Over the past decade Mr. Novack, who also manages the finances of the arts center, has repeatedly come in under his annual budget, a rare occurrence in any organization, and one that, according to Mr. Novack has drawn criticism from those who have argued every available penny should be spent. “But when I come to the board with an extra cost, to ask for something which will take us over budget, they know that it has been well considered,” he said.

But back to the pianos. Mr. Novack had been looking for a concert piano with a large enough sound to work in the arts center since he began his tenure in the fall of 1997. He had all but written off as an impossible dream his search for a concert piano capable of filling the auditorium. Concert-grade Steinways are hand-manufactured in New York at great expense. Even used, the pianos are extremely valuable. Transported to venues and private owners across the country or internationally, there are hefty transportation costs attached to buying them second hand. The prospect was prohibitively pricey for the high school. The center has a Baldwin grand piano for performances, but has had to rent pianos in the past at great expense in order to lure concert pianists to the theatre.

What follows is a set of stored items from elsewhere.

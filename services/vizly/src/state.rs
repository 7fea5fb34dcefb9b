use std::sync::Arc;

use tabular::{CsvReader, TableReader};

use crate::auth::TokenSigner;
use crate::config::AppConfig;
use crate::dataset_store::DatasetStore;
use crate::media::MediaStore;

pub type SharedState = Arc<AppState>;

pub struct AppState {
    pub config: AppConfig,
    pub store: Arc<dyn DatasetStore>,
    pub media: MediaStore,
    pub reader: Arc<dyn TableReader>,
    pub tokens: TokenSigner,
}

impl AppState {
    pub fn new(config: AppConfig, store: Arc<dyn DatasetStore>) -> Self {
        let tokens = TokenSigner::new(
            &config.secret_key,
            config.access_ttl_secs,
            config.refresh_ttl_secs,
        );
        Self {
            media: MediaStore::new(config.media_root.clone()),
            reader: Arc::new(CsvReader::new()),
            tokens,
            store,
            config,
        }
    }

    pub fn with_reader(mut self, reader: Arc<dyn TableReader>) -> Self {
        self.reader = reader;
        self
    }
}
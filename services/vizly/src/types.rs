use std::collections::BTreeMap;

use chrono::{DateTime, Utc};
use serde::{Deserialize, Serialize};
use tabular::Record;

/// Aggregate statistics for one upload. Averages are rounded to 2 decimals
/// and are `None` when the column has no values.
#[derive(Clone, Debug, PartialEq, Serialize, Deserialize)]
pub struct Summary {
    pub total_count: u64,
    pub avg_flowrate: Option<f64>,
    pub avg_pressure: Option<f64>,
    pub avg_temperature: Option<f64>,
    pub type_distribution: BTreeMap<String, u64>,
}

#[derive(Clone, Debug)]
pub struct DatasetRecord {
    pub id: i64,
    pub file: String, // relative to the media root: uploads/<uuid>_<name>
    pub uploaded_at: DateTime<Utc>,
    pub summary: Summary,
}

#[derive(Clone, Debug, PartialEq)]
pub struct EvictedDataset {
    pub id: i64,
    pub file: String,
}

#[derive(Serialize)]
pub struct UploadInfo {
    pub message: &'static str,
    pub note: &'static str,
}

#[derive(Serialize)]
pub struct UploadResponse {
    pub message: &'static str,
    pub summary: Summary,
    pub data_preview: Vec<Record>,
}

#[derive(Clone, Debug, Serialize, Deserialize)]
pub struct HistoryItem {
    pub id: i64,
    pub uploaded_at: String,
    pub summary: Summary,
}

impl From<DatasetRecord> for HistoryItem {
    fn from(r: DatasetRecord) -> Self {
        Self {
            id: r.id,
            uploaded_at: r.uploaded_at.to_rfc3339(),
            summary: r.summary,
        }
    }
}

#[derive(Deserialize)]
pub struct TokenRequest {
    pub username: String,
    pub password: String,
}

#[derive(Debug, Serialize, Deserialize)]
pub struct TokenPair {
    pub access: String,
    pub refresh: String,
}

#[derive(Deserialize)]
pub struct RefreshRequest {
    pub refresh: String,
}

#[derive(Debug, Serialize, Deserialize)]
pub struct AccessToken {
    pub access: String,
}
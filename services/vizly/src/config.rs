use std::path::PathBuf;
use std::str::FromStr;

use anyhow::{bail, Context, Result};
use axum::http::HeaderValue;
use rand::RngCore;
use tracing::warn;

#[derive(Clone)]
pub struct AppConfig {
    pub bind_addr: String,
    pub database_url: String,
    pub media_root: PathBuf,

    pub retention_cap: usize,
    pub preview_rows: usize,
    pub max_upload_bytes: usize,

    pub secret_key: Vec<u8>,
    pub access_ttl_secs: u64,
    pub refresh_ttl_secs: u64,
    pub username: String,
    pub password: String,

    /// Empty means any origin.
    pub cors_origins: Vec<String>,
}

impl Default for AppConfig {
    fn default() -> Self {
        Self {
            bind_addr: "0.0.0.0:8000".to_string(),
            database_url: "sqlite:data/vizly.db".to_string(),
            media_root: PathBuf::from("media"),
            retention_cap: 5,
            preview_rows: 5,
            max_upload_bytes: 10 * 1024 * 1024,
            secret_key: random_secret(),
            access_ttl_secs: 60 * 60,
            refresh_ttl_secs: 24 * 60 * 60,
            username: "admin".to_string(),
            password: "admin".to_string(),
            cors_origins: Vec::new(),
        }
    }
}

impl AppConfig {
    pub fn from_env() -> Result<Self> {
        let d = Self::default();

        let secret_key = match std::env::var("VIZLY_SECRET_KEY") {
            Ok(v) if !v.is_empty() => v.into_bytes(),
            _ => {
                warn!("VIZLY_SECRET_KEY not set: tokens will not survive a restart");
                d.secret_key
            }
        };

        let username = std::env::var("VIZLY_USERNAME").unwrap_or(d.username);
        let password = match std::env::var("VIZLY_PASSWORD") {
            Ok(v) => v,
            Err(_) => {
                warn!("VIZLY_PASSWORD not set: using the default password");
                d.password
            }
        };

        let cors_origins = std::env::var("VIZLY_CORS_ORIGINS")
            .map(|v| parse_origins(&v))
            .unwrap_or_default();

        let cfg = Self {
            bind_addr: std::env::var("VIZLY_BIND_ADDR").unwrap_or(d.bind_addr),
            database_url: std::env::var("DATABASE_URL").unwrap_or(d.database_url),
            media_root: std::env::var("VIZLY_MEDIA_ROOT")
                .map(PathBuf::from)
                .unwrap_or(d.media_root),
            retention_cap: parse_or("VIZLY_RETENTION_CAP", d.retention_cap)?,
            preview_rows: parse_or("VIZLY_PREVIEW_ROWS", d.preview_rows)?,
            max_upload_bytes: parse_or("VIZLY_MAX_UPLOAD_BYTES", d.max_upload_bytes)?,
            secret_key,
            access_ttl_secs: parse_or("VIZLY_ACCESS_TTL_SECS", d.access_ttl_secs)?,
            refresh_ttl_secs: parse_or("VIZLY_REFRESH_TTL_SECS", d.refresh_ttl_secs)?,
            username,
            password,
            cors_origins,
        };
        cfg.validate()?;
        Ok(cfg)
    }

    pub fn validate(&self) -> Result<()> {
        if self.retention_cap == 0 {
            bail!("VIZLY_RETENTION_CAP must be at least 1");
        }
        if !self.database_url.starts_with("sqlite:") {
            bail!("DATABASE_URL must start with sqlite:");
        }
        if self.access_ttl_secs == 0 || self.refresh_ttl_secs == 0 {
            bail!("token lifetimes must be positive");
        }
        if self.username.is_empty() {
            bail!("VIZLY_USERNAME must not be empty");
        }
        for origin in &self.cors_origins {
            HeaderValue::from_str(origin)
                .with_context(|| format!("Invalid origin in VIZLY_CORS_ORIGINS: {origin}"))?;
        }
        Ok(())
    }
}

/// Comma-separated origins; `*` or an empty list allows any origin.
fn parse_origins(raw: &str) -> Vec<String> {
    let origins: Vec<String> = raw
        .split(',')
        .map(|o| o.trim().trim_end_matches('/').to_string())
        .filter(|o| !o.is_empty())
        .collect();
    if origins.iter().any(|o| o == "*") {
        return Vec::new();
    }
    origins
}

fn parse_or<T>(key: &str, default: T) -> Result<T>
where
    T: FromStr,
    T::Err: std::error::Error + Send + Sync + 'static,
{
    match std::env::var(key) {
        Ok(v) => v
            .trim()
            .parse()
            .with_context(|| format!("Invalid value for {key}: {v}")),
        Err(_) => Ok(default),
    }
}

fn random_secret() -> Vec<u8> {
    let mut key = vec![0u8; 32];
    rand::thread_rng().fill_bytes(&mut key);
    key
}
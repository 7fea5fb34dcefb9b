//! Bearer tokens and the request guard
//!
//! A token is `hex(claims_json).hex(hmac_sha256(secret, hex(claims_json)))`.
//! Access tokens authorise requests; refresh tokens only mint access tokens.

use axum::async_trait;
use axum::extract::FromRequestParts;
use axum::http::{header::AUTHORIZATION, request::Parts};
use hmac::{Hmac, Mac};
use serde::{Deserialize, Serialize};
use sha2::Sha256;

use crate::error::ApiError;
use crate::state::SharedState;
use crate::types::TokenPair;

type HmacSha256 = Hmac<Sha256>;

#[derive(Clone, Copy, Debug, PartialEq, Eq, Serialize, Deserialize)]
#[serde(rename_all = "lowercase")]
pub enum TokenKind {
    Access,
    Refresh,
}

#[derive(Clone, Debug, PartialEq, Serialize, Deserialize)]
pub struct Claims {
    pub sub: String,
    pub kind: TokenKind,
    pub iat: u64,
    pub exp: u64,
}

#[derive(Clone)]
pub struct TokenSigner {
    secret: Vec<u8>,
    access_ttl_secs: u64,
    refresh_ttl_secs: u64,
}

impl TokenSigner {
    pub fn new(secret: &[u8], access_ttl_secs: u64, refresh_ttl_secs: u64) -> Self {
        Self {
            secret: secret.to_vec(),
            access_ttl_secs,
            refresh_ttl_secs,
        }
    }

    pub fn issue(&self, sub: &str, kind: TokenKind) -> String {
        self.issue_at(sub, kind, now())
    }

    pub fn issue_pair(&self, sub: &str) -> TokenPair {
        TokenPair {
            access: self.issue(sub, TokenKind::Access),
            refresh: self.issue(sub, TokenKind::Refresh),
        }
    }

    pub fn verify(&self, token: &str, kind: TokenKind) -> Result<Claims, ApiError> {
        self.verify_at(token, kind, now())
    }

    fn issue_at(&self, sub: &str, kind: TokenKind, now: u64) -> String {
        let ttl = match kind {
            TokenKind::Access => self.access_ttl_secs,
            TokenKind::Refresh => self.refresh_ttl_secs,
        };
        let claims = Claims {
            sub: sub.to_string(),
            kind,
            iat: now,
            exp: now + ttl,
        };
        // Claims has no map keys or floats, serialization cannot fail
        let payload = hex::encode(serde_json::to_vec(&claims).unwrap_or_default());

        let mut mac = self.mac();
        mac.update(payload.as_bytes());
        let sig = hex::encode(mac.finalize().into_bytes());

        format!("{payload}.{sig}")
    }

    fn verify_at(&self, token: &str, kind: TokenKind, now: u64) -> Result<Claims, ApiError> {
        let (payload, sig) = token.split_once('.').ok_or(ApiError::InvalidToken)?;
        let sig = hex::decode(sig).map_err(|_| ApiError::InvalidToken)?;

        let mut mac = self.mac();
        mac.update(payload.as_bytes());
        mac.verify_slice(&sig).map_err(|_| ApiError::InvalidToken)?;

        let json = hex::decode(payload).map_err(|_| ApiError::InvalidToken)?;
        let claims: Claims = serde_json::from_slice(&json).map_err(|_| ApiError::InvalidToken)?;

        if claims.kind != kind || claims.exp <= now {
            return Err(ApiError::InvalidToken);
        }
        Ok(claims)
    }

    fn mac(&self) -> HmacSha256 {
        HmacSha256::new_from_slice(&self.secret).expect("HMAC can take any key length")
    }
}

/// Compare credentials by BLAKE3 digest; `blake3::Hash` equality is
/// constant time.
pub fn credentials_match(username: &str, password: &str, want_user: &str, want_pass: &str) -> bool {
    let user_ok = blake3::hash(username.as_bytes()) == blake3::hash(want_user.as_bytes());
    let pass_ok = blake3::hash(password.as_bytes()) == blake3::hash(want_pass.as_bytes());
    user_ok & pass_ok
}

fn now() -> u64 {
    use std::time::{SystemTime, UNIX_EPOCH};
    SystemTime::now()
        .duration_since(UNIX_EPOCH)
        .map(|d| d.as_secs())
        .unwrap_or_default()
}

/// Authenticated caller, extracted from `Authorization: Bearer <access>`.
#[derive(Clone, Debug)]
pub struct AuthUser {
    pub username: String,
}

#[async_trait]
impl FromRequestParts<SharedState> for AuthUser {
    type Rejection = ApiError;

    async fn from_request_parts(parts: &mut Parts, state: &SharedState) -> Result<Self, Self::Rejection> {
        let header = parts
            .headers
            .get(AUTHORIZATION)
            .ok_or(ApiError::Unauthenticated)?;
        let value = header.to_str().map_err(|_| ApiError::InvalidToken)?;
        let token = value
            .strip_prefix("Bearer ")
            .ok_or(ApiError::Unauthenticated)?;

        let claims = state.tokens.verify(token.trim(), TokenKind::Access)?;
        Ok(AuthUser { username: claims.sub })
    }
}

#[cfg(test)]
mod tests {
    use super::*;

    fn signer() -> TokenSigner {
        TokenSigner::new(b"test-secret", 60, 600)
    }

    #[test]
    fn access_token_round_trip() {
        let s = signer();
        let token = s.issue_at("alice", TokenKind::Access, 1_000);
        let claims = s.verify_at(&token, TokenKind::Access, 1_010).unwrap();
        assert_eq!(claims.sub, "alice");
        assert_eq!(claims.exp, 1_060);
    }

    #[test]
    fn expired_token_rejected() {
        let s = signer();
        let token = s.issue_at("alice", TokenKind::Access, 1_000);
        assert!(matches!(
            s.verify_at(&token, TokenKind::Access, 1_060),
            Err(ApiError::InvalidToken)
        ));
    }

    #[test]
    fn refresh_token_is_not_an_access_token() {
        let s = signer();
        let token = s.issue_at("alice", TokenKind::Refresh, 1_000);
        assert!(s.verify_at(&token, TokenKind::Access, 1_001).is_err());
        assert!(s.verify_at(&token, TokenKind::Refresh, 1_599).is_ok());
    }

    #[test]
    fn tampered_payload_rejected() {
        let s = signer();
        let token = s.issue_at("alice", TokenKind::Access, 1_000);
        let (_, sig) = token.split_once('.').unwrap();

        let forged = Claims {
            sub: "mallory".into(),
            kind: TokenKind::Access,
            iat: 1_000,
            exp: 9_999_999,
        };
        let forged = format!("{}.{sig}", hex::encode(serde_json::to_vec(&forged).unwrap()));
        assert!(s.verify_at(&forged, TokenKind::Access, 1_001).is_err());
    }

    #[test]
    fn other_secret_rejected() {
        let token = signer().issue_at("alice", TokenKind::Access, 1_000);
        let other = TokenSigner::new(b"other-secret", 60, 600);
        assert!(other.verify_at(&token, TokenKind::Access, 1_001).is_err());
    }

    #[test]
    fn garbage_rejected() {
        let s = signer();
        assert!(s.verify_at("", TokenKind::Access, 0).is_err());
        assert!(s.verify_at("abc", TokenKind::Access, 0).is_err());
        assert!(s.verify_at("zz.zz", TokenKind::Access, 0).is_err());
    }

    #[test]
    fn credentials() {
        assert!(credentials_match("admin", "pw", "admin", "pw"));
        assert!(!credentials_match("admin", "nope", "admin", "pw"));
        assert!(!credentials_match("root", "pw", "admin", "pw"));
    }
}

Then Mr. Novack, who was diagnosed with Parkinson’s disease three years ago, made a breakthrough at a Parkinson’s support meeting, where he met Charles Blank, an Island piano teacher. “Mr. Blank knew I worked at the center and towards the end of the evening he came over to me and said, ‘Would you be interested in a Steinway?’ ” he recalled. “And I said ‘Oh, boy, would I.’ ”

A Steinway Model-D with a concert standard cabinet like the one in Mr. Blank’s possession retails for over $100,000. Mr. Novack struck a deal with Mr. Blank for $35,000 plus a Steiff piano in the school’s possession in part exchange. Mr. Novack brought around some pianist friends to try out the instrument, had it formally appraised and then took the deal to the high school committee on Monday night.

“I didn’t expect a unanimous vote,” he said of the committee’s decision. “I thought at least one or two would have said, ‘Why do we need to spend so much on this? Is it really necessary?’ ” But Mr. Novack’s case was compelling.

“In 50 years, this piano will still be the centerpiece of the arts center,” he told the committee.

Two days later, standing in the center of the auditorium next to the audio control panel he personally built, he said: “My goal is to support artistic expression to the best of my ability.”

As an investment, the Steinway must be as close to the intention of Mr. Alisio the music lover as any one single thing could be. Though they were not friends and never met to devise the plan — if they could have put their heads together surely this piano, garage and all, would have been their shared brainchild.